Judge issues order blocking award of crime lab contract

Pact OK'd hours earlier by public works board

May 06, 2004|By Michael Dresser | Michael Dresser,SUN STAFF

The Board of Public Works gave the go-ahead yesterday for state officials to begin building a $23.8 million state police crime lab in Pikesville, but the project was blocked later in the day by a Baltimore County judge.

Circuit Judge Thomas J. Bollinger Sr. issued a temporary restraining order at the request of a Baltimore company that has appealed the state's decision to disqualify its bid on the job to the Board of Contract Appeals.

The three-member Board of Public Works took the unusual step of awarding the contract in the face of a protest after hearing a plea from Col. Thomas E. "Tim" Hutchins, the state police superintendent, to let work on the long-delayed project proceed.

"Vital records are being stored in hallways," Hutchins said as he recounted the inadequacies of the current crime lab, which was built in 1971.
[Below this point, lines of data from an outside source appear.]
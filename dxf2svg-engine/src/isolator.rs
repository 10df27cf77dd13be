use std::collections::BTreeMap;
use std::fmt;

use dxf2svg_core::document::{Entity, EntityId, EntityKind, Layout};
use serde::Serialize;
use thiserror::Error;
use tracing::{error, info, warn};

use crate::census::{LayoutCensus, census};
use crate::context::RenderContext;
use crate::errors::EngineError;
use crate::pipeline::{RenderOutput, RenderPipeline};
use crate::projector::GeometryProjector;

/// 单个图层的诊断结论。
#[derive(Debug, Clone, PartialEq, Serialize)]
#[serde(tag = "status", rename_all = "snake_case")]
pub enum LayerVerdict {
    Ok { checked: usize },
    /// 图层内第一个投影失败的实体；之后的实体不再检查。
    Failed {
        entity: EntityId,
        kind: EntityKind,
        error: String,
    },
    /// 图层冻结或关闭，渲染时不会绘制。
    Hidden { entities: usize },
}

impl LayerVerdict {
    #[inline]
    pub fn is_failed(&self) -> bool {
        matches!(self, LayerVerdict::Failed { .. })
    }
}

#[derive(Debug, Clone, PartialEq, Serialize)]
pub struct DiagnosticReport {
    pub layout: String,
    pub layers: BTreeMap<String, LayerVerdict>,
    pub census: LayoutCensus,
}

impl DiagnosticReport {
    pub fn failed_layers(&self) -> impl Iterator<Item = &str> {
        self.layers
            .iter()
            .filter(|(_, verdict)| verdict.is_failed())
            .map(|(name, _)| name.as_str())
    }

    #[inline]
    pub fn is_clean(&self) -> bool {
        self.failed_layers().next().is_none()
    }
}

impl fmt::Display for DiagnosticReport {
    fn fmt(&self, f: &mut fmt::Formatter<'_>) -> fmt::Result {
        writeln!(f, "布局 \"{}\" 的图层诊断：", self.layout)?;
        for (layer, verdict) in &self.layers {
            match verdict {
                LayerVerdict::Ok { checked } => {
                    writeln!(f, "  [正常] {layer}（{checked} 个实体）")?;
                }
                LayerVerdict::Failed {
                    entity,
                    kind,
                    error,
                } => {
                    writeln!(f, "  [失败] {layer}：实体 {entity}（{kind}）{error}")?;
                }
                LayerVerdict::Hidden { entities } => {
                    writeln!(f, "  [跳过] {layer}（图层冻结或关闭，{entities} 个实体）")?;
                }
            }
        }
        write!(f, "{}", self.census)
    }
}

/// 整体渲染失败后按图层重放，定位出错的图层。
#[derive(Debug, Clone, Copy)]
pub struct FaultIsolator<'a> {
    context: &'a RenderContext<'a>,
}

impl<'a> FaultIsolator<'a> {
    pub fn new(context: &'a RenderContext<'a>) -> Self {
        Self { context }
    }

    pub fn isolate(&self, layout: &Layout) -> DiagnosticReport {
        let mut groups: BTreeMap<&str, Vec<(EntityId, &Entity)>> = BTreeMap::new();
        for (id, entity) in layout.entities() {
            groups
                .entry(entity.layer_name())
                .or_default()
                .push((*id, entity));
        }

        let mut layers = BTreeMap::new();
        for (name, entities) in groups {
            let verdict = self.check_layer(name, &entities);
            match &verdict {
                LayerVerdict::Ok { checked } => {
                    info!(layer = name, checked, "图层诊断通过");
                }
                LayerVerdict::Failed {
                    entity,
                    kind,
                    error,
                } => {
                    error!(layer = name, entity = %entity, kind = %kind, error = %error, "图层诊断失败");
                }
                LayerVerdict::Hidden { entities } => {
                    info!(layer = name, entities, "图层未绘制，跳过诊断");
                }
            }
            layers.insert(name.to_string(), verdict);
        }

        DiagnosticReport {
            layout: layout.name().to_string(),
            layers,
            census: census(layout),
        }
    }

    fn check_layer(&self, name: &str, entities: &[(EntityId, &Entity)]) -> LayerVerdict {
        let hidden = self
            .context
            .document
            .layer(name)
            .is_some_and(|layer| !layer.is_rendered());
        if hidden {
            return LayerVerdict::Hidden {
                entities: entities.len(),
            };
        }

        // 每个图层使用独立的投影器，不共享主渲染的任何状态。
        let projector = GeometryProjector::new(self.context.document);
        for (id, entity) in entities {
            if let Err(err) = projector.project(entity) {
                return LayerVerdict::Failed {
                    entity: *id,
                    kind: entity.kind(),
                    error: err.to_string(),
                };
            }
        }
        LayerVerdict::Ok {
            checked: entities.len(),
        }
    }
}

/// 渲染失败时附带的诊断报告。原始错误保持不变。
#[derive(Debug, Error)]
#[error("{error}")]
pub struct FailedRender {
    pub error: EngineError,
    pub report: DiagnosticReport,
}

/// 渲染布局；失败时先做图层诊断，再连同原始错误一起返回。
pub fn render_with_diagnostics(
    context: &RenderContext<'_>,
    layout: &Layout,
) -> Result<RenderOutput, Box<FailedRender>> {
    match RenderPipeline::new(context).render(layout) {
        Ok(output) => Ok(output),
        Err(error) => {
            warn!(layout = layout.name(), error = %error, "渲染失败，开始按图层诊断");
            let report = FaultIsolator::new(context).isolate(layout);
            Err(Box::new(FailedRender { error, report }))
        }
    }
}

#[cfg(test)]
mod tests {
    use super::*;
    use dxf2svg_core::color::Rgb;
    use dxf2svg_core::document::{Document, Layer};
    use dxf2svg_core::geometry::Point2;

    #[test]
    fn hidden_layers_are_not_replayed() {
        let mut document = Document::new();
        let mut off = Layer::new("OFF");
        off.is_visible = false;
        document.add_layer(off);
        document.add_circle(Point2::new(0.0, 0.0), -1.0, "OFF");
        document.add_line(Point2::new(0.0, 0.0), Point2::new(1.0, 0.0), "0");

        let context = RenderContext::new(&document, Rgb::BLACK, Rgb::WHITE);
        let report = FaultIsolator::new(&context).isolate(document.modelspace());
        assert_eq!(report.layers["OFF"], LayerVerdict::Hidden { entities: 1 });
        assert_eq!(report.layers["0"], LayerVerdict::Ok { checked: 1 });
        assert!(report.is_clean());
    }

    #[test]
    fn only_the_first_failure_per_layer_is_reported() {
        let mut document = Document::new();
        let first = document.add_circle(Point2::new(0.0, 0.0), -1.0, "B");
        document.add_circle(Point2::new(0.0, 0.0), -2.0, "B");

        let context = RenderContext::new(&document, Rgb::BLACK, Rgb::WHITE);
        let report = FaultIsolator::new(&context).isolate(document.modelspace());
        match &report.layers["B"] {
            LayerVerdict::Failed { entity, error, .. } => {
                assert_eq!(*entity, first);
                assert!(error.contains("-1"), "{error}");
            }
            other => panic!("期望失败结论，实际 {other:?}"),
        }
        assert_eq!(report.failed_layers().collect::<Vec<_>>(), vec!["B"]);
        assert!(report.to_string().contains("[失败] B"));
    }
}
The move would have left Roy Kirby & Sons, a well-known Baltimore contractor that offered to build the project for $3.1 million less than the chosen builder, with no guaranteed remedy even if its protests to the contract appeal board are upheld.
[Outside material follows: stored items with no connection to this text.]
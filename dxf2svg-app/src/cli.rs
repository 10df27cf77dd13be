use std::path::PathBuf;

use clap::{Parser, ValueEnum};
use dxf2svg_frontend::ReportFormat;

#[derive(Debug, Parser)]
#[command(name = "dxf2svg")]
#[command(about = "Convert one layout of a DXF drawing into a standalone SVG document")]
pub struct Cli {
    /// Input DXF file
    pub input: PathBuf,

    /// Output SVG file (parent directories are created)
    pub output: PathBuf,

    /// Layout to render; empty or "model" selects model space
    #[arg(long)]
    pub layout: Option<String>,

    /// Canvas background color (#rrggbb)
    #[arg(long)]
    pub background: Option<String>,

    /// Stroke color for entities without a color of their own (#rrggbb)
    #[arg(long = "line-color")]
    pub line_color: Option<String>,

    /// Configuration file (defaults to $DXF2SVG_CONFIG or ./config/dxf2svg.toml)
    #[arg(long)]
    pub config: Option<PathBuf>,

    /// Format of the diagnostic report printed when rendering fails
    #[arg(long = "report-format", value_enum, default_value_t = ReportFormatArg::Text)]
    pub report_format: ReportFormatArg,
}

#[derive(Debug, Clone, Copy, PartialEq, Eq, ValueEnum)]
pub enum ReportFormatArg {
    Text,
    Json,
}

impl From<ReportFormatArg> for ReportFormat {
    fn from(value: ReportFormatArg) -> Self {
        match value {
            ReportFormatArg::Text => ReportFormat::Text,
            ReportFormatArg::Json => ReportFormat::Json,
        }
    }
}
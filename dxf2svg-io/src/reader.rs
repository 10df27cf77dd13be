use crate::parser::{DxfError, ParseMode};

/// 按行读取 (组码, 值) 对。修复模式下跳过无法解析的组码行以重新对齐。
pub(crate) struct DxfReader<'a> {
    lines: std::str::Lines<'a>,
    buffer: Option<(i32, String)>,
    line_number: usize,
    mode: ParseMode,
    repairs: Vec<String>,
}

impl<'a> DxfReader<'a> {
    pub(crate) fn new(source: &'a str, mode: ParseMode) -> Self {
        Self {
            lines: source.lines(),
            buffer: None,
            line_number: 0,
            mode,
            repairs: Vec::new(),
        }
    }

    pub(crate) fn next_pair(&mut self) -> Result<Option<(i32, String)>, DxfError> {
        if let Some(pair) = self.buffer.take() {
            return Ok(Some(pair));
        }

        loop {
            let code_line = match self.lines.next() {
                Some(line) => {
                    self.line_number += 1;
                    line
                }
                None => return Ok(None),
            };

            let code = match code_line.trim().parse::<i32>() {
                Ok(code) => code,
                Err(_) => {
                    let message = format!(
                        "第 {} 行的组码 \"{}\" 无法解析为整数",
                        self.line_number,
                        code_line.trim()
                    );
                    match self.mode {
                        ParseMode::Strict => return Err(DxfError::structure(message)),
                        ParseMode::Recover => {
                            // 丢弃一行后重新按 (组码, 值) 对齐。
                            self.repairs.push(format!("{message}，已跳过该行"));
                            continue;
                        }
                    }
                }
            };

            let value_line = match self.lines.next() {
                Some(line) => {
                    self.line_number += 1;
                    line
                }
                None => {
                    let message = format!(
                        "文件在第 {} 行结束，缺少与组码对应的值行",
                        self.line_number
                    );
                    return match self.mode {
                        ParseMode::Strict => Err(DxfError::structure(message)),
                        ParseMode::Recover => {
                            self.repairs.push(format!("{message}，已丢弃末尾组码"));
                            Ok(None)
                        }
                    };
                }
            };

            let value = value_line.trim_end_matches('\r').to_string();
            return Ok(Some((code, value)));
        }
    }

    pub(crate) fn put_back(&mut self, pair: (i32, String)) {
        debug_assert!(self.buffer.is_none(), "DXF pair 只能回退一次");
        self.buffer = Some(pair);
    }

    pub(crate) fn take_repairs(&mut self) -> Vec<String> {
        std::mem::take(&mut self.repairs)
    }
}
//! Release scheduler behaviour over whole runs.
//!
//! Drives `ReleaseScheduler` directly (no timer) and checks the release
//! invariants after every tick.

use std::collections::HashSet;
use std::sync::Arc;
use std::time::Duration;

use rand::rngs::StdRng;
use rand::{Rng, SeedableRng};
use stage_replay_core::{
    BatchOutcome, BatchSizing, CompetitorId, DatasetIndex, ReleaseScheduler, ReplayConfig,
    ReplayParams, RunState, StageId, TimingRecord,
};

fn fixed(size: usize, threshold: f64) -> ReplayConfig {
    ReplayConfig {
        batch: BatchSizing::Fixed { size },
        interval: Duration::from_secs(5),
        overlap_threshold: threshold,
        order_variation: 0.0,
        seed: Some(11),
    }
}

fn grid(competitors: u32, stages: u32) -> Vec<TimingRecord> {
    (1..=competitors)
        .flat_map(|c| (1..=stages).map(move |s| TimingRecord::new(c, s, 240.0 + f64::from(c))))
        .collect()
}

fn scheduler(records: Vec<TimingRecord>, config: ReplayConfig) -> ReleaseScheduler {
    let index = DatasetIndex::build(records).expect("non-empty dataset");
    let mut scheduler = ReleaseScheduler::new(Arc::new(index), config);
    scheduler.start().expect("start from ready");
    scheduler
}

fn stages_in(outcome: &BatchOutcome) -> HashSet<StageId> {
    outcome.records.iter().map(|r| r.stage).collect()
}

#[test]
fn scenario_a_high_threshold_keeps_stages_sequential() {
    let mut s = scheduler(grid(3, 2), fixed(2, 0.9));

    let t1 = s.tick();
    let t2 = s.tick();
    assert_eq!(t1.records.len(), 2);
    assert_eq!(t2.records.len(), 1);
    assert_eq!(stages_in(&t1), HashSet::from([StageId(1)]));
    assert_eq!(stages_in(&t2), HashSet::from([StageId(1)]));
    assert_eq!(s.progress().released(0), 3);
    assert_eq!(s.progress().released(1), 0);

    let t3 = s.tick();
    let t4 = s.tick();
    assert_eq!(stages_in(&t3), HashSet::from([StageId(2)]));
    assert_eq!(t3.records.len() + t4.records.len(), 3);
    assert_eq!(s.progress().total_released(), 6);
    assert_eq!(s.state(), RunState::Running);

    let t5 = s.tick();
    assert!(t5.just_completed);
    assert_eq!(s.state(), RunState::Completed);
}

#[test]
fn scenario_b_zero_threshold_overlaps_on_second_tick() {
    let mut s = scheduler(grid(3, 2), fixed(2, 0.0));

    let t1 = s.tick();
    assert_eq!(stages_in(&t1), HashSet::from([StageId(1)]));

    let t2 = s.tick();
    assert_eq!(stages_in(&t2), HashSet::from([StageId(1), StageId(2)]));
    assert_eq!(t2.live_stages.len(), 2);
    assert_eq!(t2.released_by_stage[0].competitors.len(), 1);
    assert_eq!(t2.released_by_stage[1].competitors.len(), 1);
}

#[test]
fn scenario_c_unreachable_records_are_not_counted() {
    let mut records = grid(4, 3);
    // Competitor 2 skipped stage 2: its stage 3 can never be released.
    records.retain(|r| !(r.competitor == CompetitorId(2) && r.stage == StageId(2)));
    // Competitor 4 never started stage 1.
    records.retain(|r| !(r.competitor == CompetitorId(4) && r.stage == StageId(1)));
    let kept = records.len() - 1 - 2;

    let index = DatasetIndex::build(records).unwrap();
    assert_eq!(index.total_records(), kept);
    assert_eq!(index.skipped_records(), 3);
    assert_eq!(index.competitor_count(), 3);

    let mut s = ReleaseScheduler::new(Arc::new(index), fixed(3, 0.5));
    s.start().unwrap();
    let mut released = 0;
    for _ in 0..50 {
        let outcome = s.tick();
        released += outcome.records.len();
        if outcome.completed {
            break;
        }
    }
    assert_eq!(s.state(), RunState::Completed);
    assert_eq!(released, kept);
}

/// Dataset with random gaps: some competitors retire part way through.
fn retiring_field(seed: u64, competitors: u32, stages: u32) -> Vec<TimingRecord> {
    let mut rng = StdRng::seed_from_u64(seed);
    let mut records = Vec::new();
    for c in 1..=competitors {
        let finished = if rng.gen_bool(0.2) {
            rng.gen_range(1..=stages)
        } else {
            stages
        };
        for s in 1..=finished {
            records.push(TimingRecord::new(c, s, rng.gen_range(180.0..420.0)));
        }
    }
    records
}

#[test]
fn release_invariants_hold_on_every_tick() {
    for seed in [1, 2, 3, 4, 5] {
        let index = Arc::new(DatasetIndex::build(retiring_field(seed, 60, 5)).unwrap());
        let config = ReplayConfig {
            batch: BatchSizing::Range { min: 3, max: 12 },
            interval: Duration::from_secs(1),
            overlap_threshold: 0.5,
            order_variation: 6.0,
            seed: Some(seed),
        };
        let mut s = ReleaseScheduler::new(Arc::clone(&index), config);
        s.start().unwrap();

        let stage_pos = |id: StageId| index.stages().iter().position(|st| st.id == id).unwrap();
        let comp_pos =
            |id: CompetitorId| index.competitors().iter().position(|c| c.id == id).unwrap();

        let mut seen = HashSet::new();
        let mut last: Vec<Option<usize>> = vec![None; index.competitor_count()];
        let mut ticks = 0;

        loop {
            let before: Vec<f64> = (0..index.stage_count())
                .map(|p| s.progress().stage_fraction(&index, p))
                .collect();
            let released_before: Vec<usize> = s.progress().released_per_stage().to_vec();
            let cursor_before = s.progress().current_stage();

            let outcome = s.tick();
            ticks += 1;
            assert!(ticks < 1000, "run did not complete");
            if outcome.completed {
                break;
            }

            for record in &outcome.records {
                assert!(seen.insert(record.key()), "released twice: {:?}", record.key());
                let c = comp_pos(record.competitor);
                let p = stage_pos(record.stage);
                assert_eq!(last[c], p.checked_sub(1), "stage skipped for {}", record.competitor);
                last[c] = Some(p);
            }

            let progress = s.progress();
            assert!(progress.current_stage() >= cursor_before);
            assert_eq!(
                progress.total_released(),
                progress.released_per_stage().iter().sum::<usize>()
            );
            let mut partial = 0;
            for p in 0..index.stage_count() {
                let released = progress.released(p);
                assert!(released <= index.total_for(p));
                if released > 0 && released < index.total_for(p) {
                    partial += 1;
                }
                // A stage only opens once its predecessor reached the threshold.
                if p > 0 && released_before[p] == 0 && released > 0 {
                    assert!(before[p - 1] >= 0.5, "stage {p} opened early");
                }
            }
            assert!(partial <= 2, "{partial} stages partially released");
        }

        assert_eq!(seen.len(), index.total_records());
        assert_eq!(s.progress().total_released(), index.total_records());
    }
}

#[test]
fn reset_then_start_begins_from_zero() {
    let mut s = scheduler(grid(20, 3), fixed(7, 0.3));
    for _ in 0..4 {
        s.tick();
    }
    assert!(s.progress().total_released() > 0);

    s.reset();
    s.start().unwrap();
    assert_eq!(s.progress().total_released(), 0);
    assert_eq!(s.progress().current_stage(), 0);
    let order: HashSet<usize> = s.progress().competitor_order().iter().copied().collect();
    assert_eq!(order, (0..20).collect());
}

#[test]
fn reset_draws_a_new_competitor_order() {
    let config = ReplayConfig {
        order_variation: 1000.0,
        ..fixed(5, 0.7)
    };
    let mut s = scheduler(grid(30, 2), config);
    let first = s.progress().competitor_order().to_vec();
    assert_ne!(first, (0..30).collect::<Vec<_>>());

    s.tick();
    s.reset();
    let second = s.progress().competitor_order().to_vec();
    assert_ne!(first, second);

    let mut sorted = second;
    sorted.sort_unstable();
    assert_eq!(sorted, (0..30).collect::<Vec<_>>());
}

#[test]
fn oversized_order_variation_still_initializes() {
    let config = ReplayParams {
        order_variation: Some(f64::MAX),
        batch_size: Some(10),
        seed: Some(9),
        ..Default::default()
    }
    .resolve(40);

    let mut s = scheduler(grid(20, 2), config);
    let mut released = 0;
    for _ in 0..20 {
        let outcome = s.tick();
        released += outcome.records.len();
        if outcome.completed {
            break;
        }
    }
    assert_eq!(s.state(), RunState::Completed);
    assert_eq!(released, 40);
}

#[test]
fn start_twice_does_not_reset_progress() {
    let mut s = scheduler(grid(10, 2), fixed(4, 0.7));
    s.tick();
    s.start().unwrap();
    assert_eq!(s.progress().total_released(), 4);
    assert_eq!(s.tick().records.len(), 4);
}

#[test]
fn default_sized_batches_stay_in_range() {
    let config = ReplayConfig {
        seed: Some(5),
        ..ReplayConfig::default()
    };
    let mut s = scheduler(grid(200, 2), config);
    for _ in 0..5 {
        let n = s.tick().records.len();
        assert!((30..=50).contains(&n), "batch of {n}");
    }
}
William M. Huddles, Kirby's attorney, said Bollinger's temporary order runs through May 15. The lawyer said his next step would be to seek a preliminary injunction to block the award to P.J. Dick of West Mifflin, Pa., which was given the work after General Services Secretary Boyd K. Rutherford disqualified Kirby.

The Baltimore company was twice notified by the department that it had been chosen as the recommended vendor by contract proposal evaluation committees. But last year Rutherford refused to bring the recommendation to the public works board and ordered a new round of bidding, saying the procurement process was flawed.

Kirby, whose protest of that decision is pending before the appeals board, again prevailed in a new competition early this year. This time, Rutherford disqualified the firm, alleging that company President Roy Kirby Jr. had inappropriate communications with state officials after the first contract award was held up.

Huddles told the public works board yesterday that Rutherford's actions were "illegal" and that the justifications he gave for his decisions were untrue.

"The real reasons are more sinister," Huddles said. He added that the contract appeals board is the proper place to decide who is right.

Huddles contends that department officials, including Rutherford, are biased against Kirby because the company had made multiple claims against the state after changes were made during the construction of another large project.

The public works board is generally reluctant to award contracts when award decisions are being appealed - even when agency heads are eager to begin work on a project. In December, the board rejected a bid by the state Transportation Department to award a $43 million contract for van and cab service for the disabled while the decision was under appeal.

In that case, brought by Yellow Transportation Inc., the appeals board eventually ruled that the procurement had been tainted by bias as a result of improper communications between one of the winning bidders and the department's evaluation committee.

Two members of the public works board, Comptroller William Donald Schaefer and Treasurer Nancy K. Kopp, said they voted to award the contract only because of Hutchins' insistence that the new building is urgently needed.

The superintendent told the board the current building is crowded and has antiquated facilities that could contaminate or invalidate evidence in criminal cases.

Schaefer said he went against his personal policy of waiting for appeals to be heard before awarding a contract because of Hutchins' plea. He expressed doubt that the appeals board could deliver a ruling within the next two months.

Kopp agreed, saying, "Time is of the essence." Lt. Gov. Michael S. Steele, sitting in for Gov. Robert L. Ehrlich Jr., cast the third vote for the contract award.

Huddles said he didn't hear any arguments from the superintendent that were particularly "compelling" - particularly because the project has been delayed for months by the state's actions.

"The urgency that we're hearing about has been brought on by them," he said. "It's a self-inflicted wound."